Signe des temps, le siège mondial s'est installé il y a un an, sous l'impulsion du nouvel exécutif, au coeur de Montréal,à deux pas de l'Université. C'est le projet "2-22" : un travail collaboratif avec l' Association des Radios du Québec (ARCQ) et la radio CIBL. Il s'est agit de construire un immeuble sobre et moderne de béton et de bois, le "2-22", selon les normes écologiques, avec l'aide de la Ville de Montréal, du Gouvernement du Québec, du fonds de pension de la Confédération des Syndicats Nationaux du Québec, et... de deux millions de dollars de dons des auditeurs des radios communautaires montréalaises.

Amarc Acte II : « Relever les défis de la radiodiffusion locale, populaire, universelle et gratuite »

Avec ce rapport présenté en ouverture du Colloque, Emmanuel Boutterin a rappelé l'enjeu de l'orientation qu'entend prendre l'exécutif de l'AMARC. Voici l'essentiel de son intervention :

" Les nouveaux défis des radios et de leur organisation mondiale doivent être replacés dans un contexte mondial, celui -opérationnel- de l'émergence des radios communautaires partour dans le monde, et celui, institutionnel, de l'évolution des agences des Nations Unies sur les questions de la liberté de l'information et de la régulation politique de l'utilisation du spectre hertzien et des nouvelles technologies.

Pour la première fois, le sommet 2013 « WSIS + 10 » (10ème anniversaire du Sommet Mondial  pour la Société de l'Information, WSIS en anglais) s'est tenu en deux temps, à l'UNESCO à Paris en février 2013 et à l'UIT à Genève au mois de mai suivant. Pourquoi ces deux temps et pas un seul ? Parce qu'il y a des différences d'appréciation sur des valeurs fondamentales. Dix ans après la réunion de Genève de 2003, qui ouvrait le Sommet Mondial pour la Société de l’Information (SMSI) nous avons vu une évolution dans l'implication de ces deux grandes agences des Nations Unies.

Le SMSI a introduit au début de ce siècle une rupture dans la compréhension des changements liés aux TIC, notamment sur le développement de l’Internet, tout en s’intéressant aux médias plus traditionnels qui vivent des tensions et voient leurs modèles économiques bouleversés comme la radio et la télévision. Initiallement, l’organisation du SMSI a été confiée à l’UIT (Union Internationale des Télécommunications), par exemple au sommet de Tunis en 2005, tandis que l’Unesco de son coté avait souligné les limites de la notion de « société de l’information », parlant davantage de « société de la connaissance ».

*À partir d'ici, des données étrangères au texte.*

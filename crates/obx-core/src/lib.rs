// SPDX-FileCopyrightText: 2025-2026 RAprogramm <andrey.rozanov.vl@gmail.com>
// SPDX-License-Identifier: MIT

//! Entity/property model for generated database bindings.
//!
//! This crate holds the normalized model produced by entity discovery and
//! consumed by code templates. It has no knowledge of source syntax.
//!
//! # Overview
//!
//! ```text
//! Binding
//! ├── package: String
//! └── entities: Vec<Entity>
//!     └── Entity
//!         ├── name, id, uid, last_property_id
//!         ├── id_property (position)
//!         └── properties: Vec<Property>
//!             └── Property
//!                 ├── name, ob_name, id, uid
//!                 ├── annotations: name -> Annotation
//!                 ├── ob_type: ObType, fb_type: FbType, host_type
//!                 ├── ob_flags: Vec<ObFlag>
//!                 ├── relation: Option<Relation>
//!                 └── index: Option<Index>
//! ```
//!
//! # Template Queries
//!
//! - [`Binding::uses_fb_utils`] — any string/byte-vector property present
//! - [`Entity::has_non_id_property`] — anything besides the identity field
//! - [`Property::fb_slot`] / [`Property::fbv_table_offset`] — buffer layout

#![warn(missing_docs)]
#![warn(clippy::all)]

pub mod binding;
pub mod entity;
pub mod error;
pub mod id;
pub mod prelude;
pub mod property;
pub mod types;

pub use binding::Binding;
pub use entity::Entity;
pub use error::{Error, PropertyError, Result};
pub use id::{Id, IdUid, Uid};
pub use property::{Annotation, Annotations, Index, Property, Relation};
pub use types::{FbType, ObFlag, ObType};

2013 voit le grand retour de l’Unesco dans le débat, et l'AMARC ne peut que s'en féliciter. L'Unesco a placé le premier rendez-vous SMSI + 10 sous le signe des « sociétés du savoir , pour la paix et le développement durable ». Une évolution notable dans le choix des mots, qui dépassent le seul objectif de l’information et de la communication. L'AMARC y a animé une conférence notamment sur la liberté de l'information, le pluralisme des radios et l'accès au spectre (voir l'article que nous y consacrions en février dernier en cliquant ici).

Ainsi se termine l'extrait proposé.